# OT: This question is for the regulars. How long have you all been on here?



## AmazingGrace (Mar 24, 2006)

Who's been on here the longest?


----------



## Yao Mania (Aug 4, 2003)

That's a easy question, you can look at the "join date" right under each person's username. 

MRC's definitely been around the longest. I joined back in Aug 2003.... wow, time flies.... 

Btw, plssss mark threads like this at OT next time, would save us mods a lot of trouble, thx


----------



## TRACIELOVESCOMETS (May 14, 2003)

MRC has definetly been on here the longest. I remember when his username was "The franchise" and "Ming Bling" 

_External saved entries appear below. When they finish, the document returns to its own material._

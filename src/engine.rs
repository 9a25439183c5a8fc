//! Query entry points: selection, projection, grouping, joins and the
//! ordering / top-k / distinct post-processing stages.
//!
//! # Examples
//! ```
//! use minirel::engine::{Engine, SelectQuery};
//! use minirel::storage::{Column, DataType, Table, Value};
//!
//! let mut people = Table::new(
//!     "people",
//!     vec![
//!         Column::new("id", DataType::Integer),
//!         Column::new("name", DataType::Text),
//!     ],
//!     Some("id"),
//! )
//! .unwrap();
//! people.insert(vec![Value::Integer(1), Value::from("Alice")]).unwrap();
//! people.insert(vec![Value::Integer(2), Value::from("Bob")]).unwrap();
//!
//! let engine = Engine::default();
//! let result = engine
//!     .select(&people, &SelectQuery::new("name").filter("name LIKE 'A%'"))
//!     .unwrap();
//! assert_eq!(result.rows(), vec![vec![Value::from("Alice")]]);
//! ```

use crate::aggregate;
use crate::ast::{ComparisonOp, SelectItem};
use crate::config::EngineConfig;
use crate::error::{EngineError, EngineResult};
use crate::hash_index::ExtendibleHashIndex;
use crate::join::{self, JoinStrategy};
use crate::parser::parse_projection;
use crate::predicate::Predicate;
use crate::storage::{Column, Table, Value};
use std::collections::HashSet;
use tracing::{debug, warn};

/// Ordered index over a table's primary key, such as a B+Tree maintained
/// outside this crate.
pub trait OrderedIndex {
    /// Row ids whose key satisfies `key op value`.
    fn find(&self, op: ComparisonOp, value: &Value) -> Vec<usize>;
}

/// A selection request. Built with chained setters; only the projection
/// list is required.
#[derive(Clone)]
pub struct SelectQuery<'a> {
    columns: String,
    condition: Option<String>,
    group_by: Option<String>,
    having: Option<String>,
    order_by: Option<String>,
    descending: bool,
    top_k: Option<usize>,
    distinct: bool,
    hash_index: Option<&'a ExtendibleHashIndex>,
    ordered_index: Option<&'a dyn OrderedIndex>,
    verify_index: bool,
}

impl<'a> SelectQuery<'a> {
    /// `columns` is `*` or a comma separated list of columns and aggregates.
    pub fn new(columns: impl Into<String>) -> Self {
        Self {
            columns: columns.into(),
            condition: None,
            group_by: None,
            having: None,
            order_by: None,
            descending: true,
            top_k: None,
            distinct: false,
            hash_index: None,
            ordered_index: None,
            verify_index: false,
        }
    }

    pub fn filter(mut self, condition: impl Into<String>) -> Self {
        self.condition = Some(condition.into());
        self
    }

    pub fn group_by(mut self, column: impl Into<String>) -> Self {
        self.group_by = Some(column.into());
        self
    }

    pub fn having(mut self, condition: impl Into<String>) -> Self {
        self.having = Some(condition.into());
        self
    }

    /// Sorts on `column`, descending unless `ascending` is called.
    pub fn order_by(mut self, column: impl Into<String>) -> Self {
        self.order_by = Some(column.into());
        self
    }

    pub fn ascending(mut self) -> Self {
        self.descending = false;
        self
    }

    pub fn descending(mut self, descending: bool) -> Self {
        self.descending = descending;
        self
    }

    pub fn top_k(mut self, k: usize) -> Self {
        self.top_k = Some(k);
        self
    }

    pub fn distinct(mut self) -> Self {
        self.distinct = true;
        self
    }

    /// Hash index over the primary key, used for equality conditions on it.
    pub fn with_hash_index(mut self, index: &'a ExtendibleHashIndex) -> Self {
        self.hash_index = Some(index);
        self
    }

    /// Ordered index over the primary key, used for any comparison on it.
    pub fn with_ordered_index(mut self, index: &'a dyn OrderedIndex) -> Self {
        self.ordered_index = Some(index);
        self
    }

    /// Also run the full scan and fail if it disagrees with the index.
    pub fn verify_index(mut self, verify: bool) -> Self {
        self.verify_index = verify;
        self
    }
}

#[derive(Debug, Clone, Copy, PartialEq, Eq)]
enum AccessPath {
    Scan,
    HashIndex,
    OrderedIndex,
}

#[derive(Debug, Clone, Default)]
pub struct Engine {
    config: EngineConfig,
}

impl Engine {
    pub fn new(config: EngineConfig) -> EngineResult<Self> {
        config.validate()?;
        Ok(Self { config })
    }

    pub fn from_env() -> EngineResult<Self> {
        Self::new(EngineConfig::from_env()?)
    }

    pub fn config(&self) -> &EngineConfig {
        &self.config
    }

    /// Builds an extendible hash index over `column` with this engine's
    /// bucket settings.
    pub fn build_index(&self, table: &Table, column: &str) -> EngineResult<ExtendibleHashIndex> {
        ExtendibleHashIndex::build(table, column, &self.config)
    }

    pub fn select(&self, table: &Table, query: &SelectQuery<'_>) -> EngineResult<Table> {
        let items = parse_projection(&query.columns)?;
        let predicate = query
            .condition
            .as_deref()
            .map(|c| Predicate::parse(c, table.columns()))
            .transpose()?;
        let row_ids = self.qualifying_rows(table, predicate.as_ref(), query)?;

        let result = match &query.group_by {
            Some(column) => aggregate::group_by(
                table,
                &row_ids,
                column,
                &items,
                query.having.as_deref(),
            )?,
            None => {
                if query.having.is_some() {
                    return Err(EngineError::group_by("having requires a group by column"));
                }
                project(table, &row_ids, &items)?
            }
        };
        finish(result, query)
    }

    pub fn inner_join(
        &self,
        left: &Table,
        right: &Table,
        condition: &str,
        strategy: JoinStrategy,
    ) -> EngineResult<Table> {
        join::inner_join(left, right, condition, strategy, &self.config)
    }

    fn qualifying_rows(
        &self,
        table: &Table,
        predicate: Option<&Predicate>,
        query: &SelectQuery<'_>,
    ) -> EngineResult<Vec<usize>> {
        let Some(predicate) = predicate else {
            return Ok(table.live_rows().map(|(id, _)| id).collect());
        };
        let key = table
            .primary_key()
            .and_then(|pk| predicate.key_comparison(pk));

        let (path, mut ids) = match (key, query.hash_index, query.ordered_index) {
            (Some((ComparisonOp::Eq, value)), Some(index), _) => {
                (AccessPath::HashIndex, index.find_all(value))
            }
            (Some((op, value)), _, Some(index)) => (AccessPath::OrderedIndex, index.find(op, value)),
            _ => (AccessPath::Scan, scan(table, predicate)),
        };
        debug!(table = table.name(), ?path, "selection access path");
        if path == AccessPath::Scan {
            return Ok(ids);
        }

        ids.retain(|&id| table.row(id).is_some());
        ids.sort_unstable();
        ids.dedup();
        if query.verify_index {
            let scanned = scan(table, predicate);
            if scanned != ids {
                warn!(
                    table = table.name(),
                    ?path,
                    indexed = ids.len(),
                    scanned = scanned.len(),
                    "index disagrees with full scan"
                );
                return Err(EngineError::index(format!(
                    "{:?} returned {} rows but a full scan of {} returned {}",
                    path,
                    ids.len(),
                    table.name(),
                    scanned.len()
                )));
            }
        }
        Ok(ids)
    }
}

fn scan(table: &Table, predicate: &Predicate) -> Vec<usize> {
    table
        .live_rows()
        .filter(|(_, row)| predicate.evaluate(row))
        .map(|(id, _)| id)
        .collect()
}

fn project(table: &Table, row_ids: &[usize], items: &[SelectItem]) -> EngineResult<Table> {
    let mut indices = Vec::new();
    for item in items {
        match item {
            SelectItem::Wildcard => indices.extend(0..table.columns().len()),
            SelectItem::Column(name) => indices.push(table.column_index(name).ok_or_else(|| {
                EngineError::schema(format!(
                    "column {} does not exist in table {}",
                    name,
                    table.name()
                ))
            })?),
            SelectItem::Aggregate { .. } => {
                return Err(EngineError::group_by(format!(
                    "aggregate {} requires a group by column",
                    item.output_name()
                )))
            }
        }
    }
    let columns: Vec<Column> = indices
        .iter()
        .map(|&i| {
            let source = &table.columns()[i];
            Column::new(source.name.clone(), source.data_type)
        })
        .collect();
    let rows = row_ids
        .iter()
        .filter_map(|&id| table.row(id))
        .map(|row| indices.iter().map(|&i| row[i].clone()).collect())
        .collect();
    Ok(Table::from_parts(table.name().to_string(), columns, rows))
}

/// Applies order_by, then top_k, then distinct.
fn finish(result: Table, query: &SelectQuery<'_>) -> EngineResult<Table> {
    let mut rows = result.rows();
    if let Some(column) = &query.order_by {
        let idx = result.column_index(column).ok_or_else(|| {
            EngineError::schema(format!("cannot order by missing column {}", column))
        })?;
        if query.descending {
            rows.sort_by(|a, b| b[idx].order_cmp(&a[idx]));
        } else {
            rows.sort_by(|a, b| a[idx].order_cmp(&b[idx]));
        }
    }
    if let Some(k) = query.top_k {
        rows.truncate(k);
    }
    if query.distinct {
        let mut seen = HashSet::new();
        rows.retain(|row| seen.insert(format!("{:?}", row)));
    }
    Ok(Table::from_parts(
        result.name().to_string(),
        result.columns().to_vec(),
        rows,
    ))
}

I think my sister and I have been on here the second longest. :smile: Respect that :wink:


----------



## kisstherim (Jul 15, 2004)

I think the former Mod of this board--"Hollis" gotta be the one who's around the longest but he hasn't posted here for a very long time


----------



## TRACIELOVESCOMETS (May 14, 2003)

Oh yeah! I remember him. :smile:


:sigh: Those were the good ole days


----------



## Yao Mania (Aug 4, 2003)

kisstherim said:


> I think the former Mod of this board--"Hollis" gotta be the one who's around the longest but he hasn't posted here for a very long time


well as you said, he's not around anymore :sour: 

I remember we had a really controversial guy around here, decent poster on the Houston board but started stuff up everywhere else and eventually got banned.... was that Jewel if I remember correctly?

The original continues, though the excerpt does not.